→ **What to do**
Show each line of the data below in which "SaveEnv" occurs.

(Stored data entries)
________
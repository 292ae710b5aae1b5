//! Per-type collections of tracked entities.

use crate::entity::{Entity, EntityState, Key, Tracked};
use crate::error::{CoreError, CoreResult, ValidationFailure};
use crate::resolver::{self, SaveEnv, TableWorkspace};
use crate::schema::{fk_field, Cardinality, DeleteBehavior, RelationshipDescriptor, SchemaRegistry};
use reldb_storage::Record;
use std::any::Any;
use tracing::debug;

/// The collection of tracked entities of one type, owned by a context.
///
/// Entries keep insertion order. Lookups are linear; table sizes are
/// the working set of one context, not a database.
pub struct EntitySet<T: Entity> {
    entries: Vec<Tracked<T>>,
}

impl<T: Entity> EntitySet<T> {
    pub(crate) fn new() -> Self {
        Self {
            entries: Vec::new(),
        }
    }

    /// Registers an entity as `New`. It is persisted on the next save
    /// cycle.
    pub fn add(&mut self, entity: T) {
        self.entries.push(Tracked::new(entity));
    }

    /// Marks an entity `Deleted`.
    ///
    /// If the entity was not yet tracked - obtained externally, for
    /// example - it is registered first; deleting an untracked entity
    /// is legal.
    pub fn remove(&mut self, entity: &T) {
        let key = entity.key();
        if !self.remove_key(&key) {
            let mut tracked = Tracked::loaded(entity.clone());
            tracked.set_state(EntityState::Deleted);
            self.entries.push(tracked);
        }
    }

    /// Marks an already-tracked entity `Deleted` by key.
    ///
    /// Returns `false` if no entity with that key is tracked.
    pub fn remove_key(&mut self, key: &Key) -> bool {
        match self.position(key) {
            Some(index) => {
                self.entries[index].set_state(EntityState::Deleted);
                true
            }
            None => false,
        }
    }

    /// Registers an entity as `Unchanged`, as if loaded from storage.
    ///
    /// Idempotent: a second `track` call for an already-tracked key is
    /// a no-op.
    pub fn track(&mut self, entity: T) {
        if self.position(&entity.key()).is_none() {
            self.entries.push(Tracked::loaded(entity));
        }
    }

    /// Returns the tracked entity for a key, unless it is marked
    /// `Deleted`.
    #[must_use]
    pub fn get(&self, key: &Key) -> Option<&T> {
        self.entries
            .iter()
            .find(|e| e.state() != EntityState::Deleted && e.key() == *key)
            .map(Tracked::value)
    }

    /// Returns the tracked entity for a key mutably, unless it is
    /// marked `Deleted`.
    pub fn get_mut(&mut self, key: &Key) -> Option<&mut T> {
        self.entries
            .iter_mut()
            .find(|e| e.state() != EntityState::Deleted && e.key() == *key)
            .map(Tracked::value_mut)
    }

    /// Returns an iterator over the live (non-deleted) tracked
    /// entities in insertion order.
    pub fn all(&self) -> impl Iterator<Item = &T> {
        self.entries
            .iter()
            .filter(|e| e.state() != EntityState::Deleted)
            .map(Tracked::value)
    }

    /// Returns `true` if an entity with the key is tracked, in any
    /// state.
    #[must_use]
    pub fn contains(&self, key: &Key) -> bool {
        self.position(key).is_some()
    }

    /// Returns the number of live tracked entities.
    #[must_use]
    pub fn len(&self) -> usize {
        self.all().count()
    }

    /// Returns `true` if no live entities are tracked.
    #[must_use]
    pub fn is_empty(&self) -> bool {
        self.len() == 0
    }

    pub(crate) fn is_marked_deleted(&self, key: &Key) -> bool {
        self.entries
            .iter()
            .any(|e| e.state() == EntityState::Deleted && e.key() == *key)
    }

    fn position(&self, key: &Key) -> Option<usize> {
        self.entries.iter().position(|e| e.key() == *key)
    }

    /// Converts the save of an entity whose to-one target is marked
    /// `Deleted` per the relation's behavior. Returns `true` when a
    /// `Cascade` behavior turns this save into a delete.
    fn resolve_deleted_targets(&mut self, index: usize, env: &SaveEnv<'_, '_>) -> bool {
        let schema = T::schema();
        let mut set_null: Vec<&'static str> = Vec::new();

        for relation in schema.relations.iter().filter(|r| r.is_to_one()) {
            let keys = self.entries[index].value().relation_keys(relation.name);
            let Some(target) = keys.first() else { continue };
            let target_deleted = if relation.related == schema.name {
                self.is_marked_deleted(target)
            } else {
                env.sets
                    .get(relation.related)
                    .is_some_and(|s| s.is_marked_deleted(target))
            };
            if !target_deleted {
                continue;
            }
            match relation.on_delete {
                DeleteBehavior::SetNull => set_null.push(relation.name),
                DeleteBehavior::Cascade => return true,
                // Restrict and friends: the reference is left dangling
                // by documented behavior.
                _ => {}
            }
        }

        for name in set_null {
            self.entries[index]
                .value_mut()
                .set_relation_keys(name, Vec::new());
        }
        false
    }

    fn persist_at(&mut self, index: usize, env: &mut SaveEnv<'_, '_>) -> CoreResult<()> {
        let schema = T::schema();
        let key = self.entries[index].key();
        let is_new = self.entries[index].state() == EntityState::New;

        // Project the declared fields; undeclared record content is
        // never persisted.
        let mut record = Record::new();
        {
            let full = self.entries[index].value().to_record();
            if let Some(value) = full.get(schema.key_field) {
                record.set(schema.key_field, value);
            }
            for field in schema.fields {
                if let Some(value) = full.get(field) {
                    record.set(*field, value);
                }
            }
        }
        for relation in schema.relations.iter().filter(|r| r.is_to_one()) {
            let keys = self.entries[index].value().relation_keys(relation.name);
            if let Some(target) = keys.first() {
                let related = env.registry.get(relation.related)?;
                record.set(fk_field(related), target.as_str());
            }
        }

        // Junction contents are decided before touching the tables so
        // deleted partners are dropped from the replace.
        let mut junctions: Vec<(&'static RelationshipDescriptor, Vec<Key>)> = Vec::new();
        for relation in schema
            .relations
            .iter()
            .filter(|r| r.cardinality == Cardinality::ManyToMany)
        {
            let associated: Vec<Key> = self.entries[index]
                .value()
                .relation_keys(relation.name)
                .into_iter()
                .filter(|k| {
                    !env.sets
                        .get(relation.related)
                        .is_some_and(|s| s.is_marked_deleted(k))
                })
                .collect();
            junctions.push((relation, associated));
        }

        let table = env.workspace.table_mut(schema.name)?;
        match table.find_by_mut(schema.key_field, key.as_str()) {
            Some(existing) => {
                if is_new {
                    return Err(CoreError::duplicate_key(schema.name, key.as_str()));
                }
                *existing = record;
            }
            None => table.push(record),
        }

        for (relation, associated) in junctions {
            resolver::replace_junction_rows(
                env.workspace,
                schema,
                relation,
                &key,
                &associated,
                is_new,
            )?;
        }

        let entry = &mut self.entries[index];
        entry.take_snapshot();
        entry.set_state(EntityState::Unchanged);
        Ok(())
    }

    fn delete_at(&mut self, index: usize, env: &mut SaveEnv<'_, '_>) -> CoreResult<()> {
        let schema = T::schema();
        let key = self.entries[index].key();
        debug!(entity_type = schema.name, key = %key, "delete");

        let outcome = resolver::propagate_delete(env.registry, env.workspace, schema.name, &key)?;

        for (type_name, deleted_key) in &outcome.deleted {
            if *type_name == schema.name {
                self.entries.retain(|e| e.key() != *deleted_key);
            } else if let Some(set) = env.sets.get_mut(type_name) {
                set.untrack(deleted_key);
            }
        }
        for (child_type, child_key, parent_type) in &outcome.fk_cleared {
            if *child_type == schema.name {
                self.clear_relations_to_impl(child_key, parent_type);
            } else if let Some(set) = env.sets.get_mut(child_type) {
                set.clear_relations_to(child_key, parent_type);
            }
        }
        for (partner_type, partner_key, deleted_type, deleted_key) in &outcome.detached {
            if *partner_type == schema.name {
                self.detach_many_to_many_impl(partner_key, deleted_type, deleted_key);
            } else if let Some(set) = env.sets.get_mut(partner_type) {
                set.detach_many_to_many(partner_key, deleted_type, deleted_key);
            }
        }
        Ok(())
    }

    fn clear_relations_to_impl(&mut self, key: &Key, related_type: &str) {
        let schema = T::schema();
        if let Some(index) = self.position(key) {
            let entry = &mut self.entries[index];
            for relation in schema
                .relations
                .iter()
                .filter(|r| r.is_to_one() && r.related == related_type)
            {
                entry.value_mut().set_relation_keys(relation.name, Vec::new());
                entry.snapshot_relation(relation.name, Vec::new());
            }
        }
    }

    fn detach_many_to_many_impl(&mut self, key: &Key, related_type: &str, related_key: &Key) {
        let schema = T::schema();
        if let Some(index) = self.position(key) {
            let entry = &mut self.entries[index];
            for relation in schema.relations.iter().filter(|r| {
                r.cardinality == Cardinality::ManyToMany && r.related == related_type
            }) {
                let mut keys = entry.value().relation_keys(relation.name);
                keys.retain(|k| k != related_key);
                entry.value_mut().set_relation_keys(relation.name, keys.clone());
                entry.snapshot_relation(relation.name, keys);
            }
        }
    }
}

/// Type-erased entity set operations.
///
/// The context owns one boxed set per registered type; cascades and
/// graph hydration reach peer sets through this trait while the typed
/// pass holds its own set exclusively.
pub(crate) trait EntitySetOps: Any {
    /// The entity type name this set manages.
    fn type_name(&self) -> &'static str;

    /// Upcast for typed downcasting.
    fn as_any(&self) -> &dyn Any;

    /// Mutable upcast for typed downcasting.
    fn as_any_mut(&mut self) -> &mut dyn Any;

    /// Whether an entity with the key is tracked, in any state.
    fn contains(&self, key: &Key) -> bool;

    /// Whether the key is tracked and marked `Deleted`.
    fn is_marked_deleted(&self, key: &Key) -> bool;

    /// Drops the key from tracking entirely. Returns `true` if it was
    /// tracked.
    fn untrack(&mut self, key: &Key) -> bool;

    /// Clears every to-one reference the keyed entity holds toward
    /// `related_type`, snapshot included.
    fn clear_relations_to(&mut self, key: &Key, related_type: &str);

    /// Removes `related_key` from the keyed entity's many-to-many
    /// references toward `related_type`, snapshot included.
    fn detach_many_to_many(&mut self, key: &Key, related_type: &str, related_key: &Key);

    /// Decodes and tracks a stored record as `Unchanged`, attaching its
    /// relation keys. Returns the `(related type, key)` pairs the
    /// record references, for graph hydration. No-op for an
    /// already-tracked key.
    fn track_record(
        &mut self,
        record: &Record,
        registry: &SchemaRegistry,
        workspace: &mut TableWorkspace<'_>,
    ) -> CoreResult<Vec<(&'static str, Key)>>;

    /// Runs this type's slice of the save cycle.
    fn save_pass(&mut self, env: &mut SaveEnv<'_, '_>) -> CoreResult<()>;
}

impl<T: Entity> EntitySetOps for EntitySet<T> {
    fn type_name(&self) -> &'static str {
        T::schema().name
    }

    fn as_any(&self) -> &dyn Any {
        self
    }

    fn as_any_mut(&mut self) -> &mut dyn Any {
        self
    }

    fn contains(&self, key: &Key) -> bool {
        EntitySet::contains(self, key)
    }

    fn is_marked_deleted(&self, key: &Key) -> bool {
        EntitySet::is_marked_deleted(self, key)
    }

    fn untrack(&mut self, key: &Key) -> bool {
        let before = self.entries.len();
        self.entries.retain(|e| e.key() != *key);
        self.entries.len() < before
    }

    fn clear_relations_to(&mut self, key: &Key, related_type: &str) {
        self.clear_relations_to_impl(key, related_type);
    }

    fn detach_many_to_many(&mut self, key: &Key, related_type: &str, related_key: &Key) {
        self.detach_many_to_many_impl(key, related_type, related_key);
    }

    fn track_record(
        &mut self,
        record: &Record,
        registry: &SchemaRegistry,
        workspace: &mut TableWorkspace<'_>,
    ) -> CoreResult<Vec<(&'static str, Key)>> {
        let schema = T::schema();
        let key = record
            .get(schema.key_field)
            .map(Key::from)
            .ok_or_else(|| {
                CoreError::invalid_record(schema.name, format!("missing key field '{}'", schema.key_field))
            })?;

        if self.contains(&key) {
            return Ok(Vec::new());
        }

        let mut value = T::from_record(record)?;
        let loaded = resolver::load_relation_keys(registry, workspace, schema, record, &key)?;

        let mut pairs = Vec::new();
        for (relation, related_type, keys) in loaded {
            value.set_relation_keys(relation, keys.clone());
            for related_key in keys {
                pairs.push((related_type, related_key));
            }
        }

        self.entries.push(Tracked::loaded(value));
        Ok(pairs)
    }

    fn save_pass(&mut self, env: &mut SaveEnv<'_, '_>) -> CoreResult<()> {
        let schema = T::schema();
        let mut index = 0;

        while index < self.entries.len() {
            if self.entries[index].state() == EntityState::Deleted {
                self.delete_at(index, env)?;
                continue;
            }
            if !self.entries[index].has_changes() {
                index += 1;
                continue;
            }

            if self.resolve_deleted_targets(index, env) {
                self.entries[index].set_state(EntityState::Deleted);
                self.delete_at(index, env)?;
                continue;
            }

            if let Err(violations) = self.entries[index].value().validate() {
                debug!(
                    entity_type = schema.name,
                    key = %self.entries[index].key(),
                    count = violations.len(),
                    "validation failed"
                );
                env.failures.push(ValidationFailure {
                    entity_type: schema.name,
                    key: self.entries[index].key(),
                    violations,
                });
                index += 1;
                continue;
            }

            self.persist_at(index, env)?;
            index += 1;
        }

        Ok(())
    }
}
________
→ **Written response**
use crate::resolver::{self, SaveEnv, TableWorkspace};
    fn resolve_deleted_targets(&mut self, index: usize, env: &SaveEnv<'_, '_>) -> bool {
    fn persist_at(&mut self, index: usize, env: &mut SaveEnv<'_, '_>) -> CoreResult<()> {
    fn delete_at(&mut self, index: usize, env: &mut SaveEnv<'_, '_>) -> CoreResult<()> {
    fn save_pass(&mut self, env: &mut SaveEnv<'_, '_>) -> CoreResult<()>;
    fn save_pass(&mut self, env: &mut SaveEnv<'_, '_>) -> CoreResult<()> {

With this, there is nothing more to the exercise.